▼

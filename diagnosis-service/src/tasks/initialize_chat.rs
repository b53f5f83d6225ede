use async_trait::async_trait;
use case_flow::{NextAction, Result, Task, TaskResult};
use tracing::info;

use super::ids;
use crate::models::{CaseRecord, CaseUpdate, QueueUpdate};

/// Loads a fresh round of questions into the queue
pub struct InitializeChatTask;

#[async_trait]
impl Task<CaseRecord> for InitializeChatTask {
    fn id(&self) -> &str {
        ids::INITIALIZE_CHAT
    }

    async fn run(&self, case: &CaseRecord) -> Result<TaskResult<CaseUpdate>> {
        let questions = case.missing_information().to_vec();

        let status = match (&case.final_analysis, case.diagnosis_path) {
            (Some(_), Some(specialist)) => {
                info!(task_id = %self.id(), %specialist, questions = questions.len(), "Specialist requested more information");
                format!("{} requires more information", specialist.title())
            }
            _ => {
                info!(task_id = %self.id(), questions = questions.len(), "Starting interview");
                "Interview started".to_string()
            }
        };

        let update = CaseUpdate {
            question_queue: Some(QueueUpdate::Replace(questions)),
            ..Default::default()
        };
        Ok(TaskResult::new(update, NextAction::ContinueAndExecute).with_status(status))
    }
}
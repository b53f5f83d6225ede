use std::path::PathBuf;
use std::str::FromStr;
use thiserror::Error;

use crate::ports::reasoning::ReasoningModels;

#[derive(Error, Debug)]
pub enum ConfigError {
    #[error("{0} environment variable is required")]
    Missing(&'static str),

    #[error("{name} has an invalid value '{value}'")]
    Invalid { name: &'static str, value: String },
}

/// Service settings, read once from the environment at startup
#[derive(Debug, Clone)]
pub struct ServiceConfig {
    pub openrouter_api_key: String,
    pub port: u16,
    pub database_url: Option<String>,
    pub max_steps: usize,
    pub session_ttl_secs: u64,
    pub report_dir: PathBuf,
    pub models: ReasoningModels,
    pub ocr_model: String,
}

impl ServiceConfig {
    pub fn from_env() -> Result<Self, ConfigError> {
        Self::from_lookup(|name| std::env::var(name).ok())
    }

    /// Build from any name -> value source
    pub fn from_lookup<F>(lookup: F) -> Result<Self, ConfigError>
    where
        F: Fn(&str) -> Option<String>,
    {
        let var = |name: &str| lookup(name).filter(|value| !value.trim().is_empty());
        let defaults = ReasoningModels::default();

        Ok(Self {
            openrouter_api_key: var("OPENROUTER_API_KEY").ok_or(ConfigError::Missing("OPENROUTER_API_KEY"))?,
            port: parsed(&lookup, "PORT", 3000)?,
            database_url: var("DATABASE_URL"),
            max_steps: parsed(&lookup, "MAX_STEPS", 100)?,
            session_ttl_secs: parsed(&lookup, "SESSION_TTL_SECS", 3600)?,
            report_dir: var("REPORT_DIR").unwrap_or_else(|| "reports".to_string()).into(),
            models: ReasoningModels {
                intake: var("INTAKE_MODEL").unwrap_or(defaults.intake),
                triage: var("TRIAGE_MODEL").unwrap_or(defaults.triage),
                specialist: var("SPECIALIST_MODEL").unwrap_or(defaults.specialist),
            },
            ocr_model: var("OCR_MODEL").unwrap_or_else(|| "openai/gpt-4.1-mini".to_string()),
        })
    }
}

fn parsed<F, T>(lookup: &F, name: &'static str, default: T) -> Result<T, ConfigError>
where
    F: Fn(&str) -> Option<String>,
    T: FromStr,
{
    match lookup(name) {
        None => Ok(default),
        Some(value) if value.trim().is_empty() => Ok(default),
        Some(value) => value
            .trim()
            .parse()
            .map_err(|_| ConfigError::Invalid { name, value }),
    }
}

#[cfg(test)]
mod tests {
    use super::*;
    use std::collections::HashMap;

    fn config(vars: &[(&str, &str)]) -> Result<ServiceConfig, ConfigError> {
        let vars: HashMap<String, String> = vars
            .iter()
            .map(|(k, v)| (k.to_string(), v.to_string()))
            .collect();
        ServiceConfig::from_lookup(|name| vars.get(name).cloned())
    }

    #[test]
    fn test_defaults_apply() {
        let config = config(&[("OPENROUTER_API_KEY", "key")]).unwrap();
        assert_eq!(config.port, 3000);
        assert_eq!(config.max_steps, 100);
        assert_eq!(config.session_ttl_secs, 3600);
        assert_eq!(config.report_dir, PathBuf::from("reports"));
        assert!(config.database_url.is_none());
    }

    #[test]
    fn test_api_key_is_required() {
        assert!(matches!(config(&[]), Err(ConfigError::Missing("OPENROUTER_API_KEY"))));
    }

    #[test]
    fn test_invalid_number_is_reported() {
        let err = config(&[("OPENROUTER_API_KEY", "key"), ("MAX_STEPS", "lots")]).unwrap_err();
        assert_eq!(err.to_string(), "MAX_STEPS has an invalid value 'lots'");
    }

    #[test]
    fn test_overrides() {
        let config = config(&[
            ("OPENROUTER_API_KEY", "key"),
            ("PORT", "8080"),
            ("TRIAGE_MODEL", "openai/gpt-4o"),
            ("DATABASE_URL", "postgres://localhost/cases"),
        ])
        .unwrap();
        assert_eq!(config.port, 8080);
        assert_eq!(config.models.triage, "openai/gpt-4o");
        assert_eq!(config.database_url.as_deref(), Some("postgres://localhost/cases"));
    }
}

▲

→ What this task involves: Filter the data for the string "openai" and copy every line that has it.

→ Your response:
            ocr_model: var("OCR_MODEL").unwrap_or_else(|| "openai/gpt-4.1-mini".to_string()),
            ("TRIAGE_MODEL", "openai/gpt-4o"),
        assert_eq!(config.models.triage, "openai/gpt-4o");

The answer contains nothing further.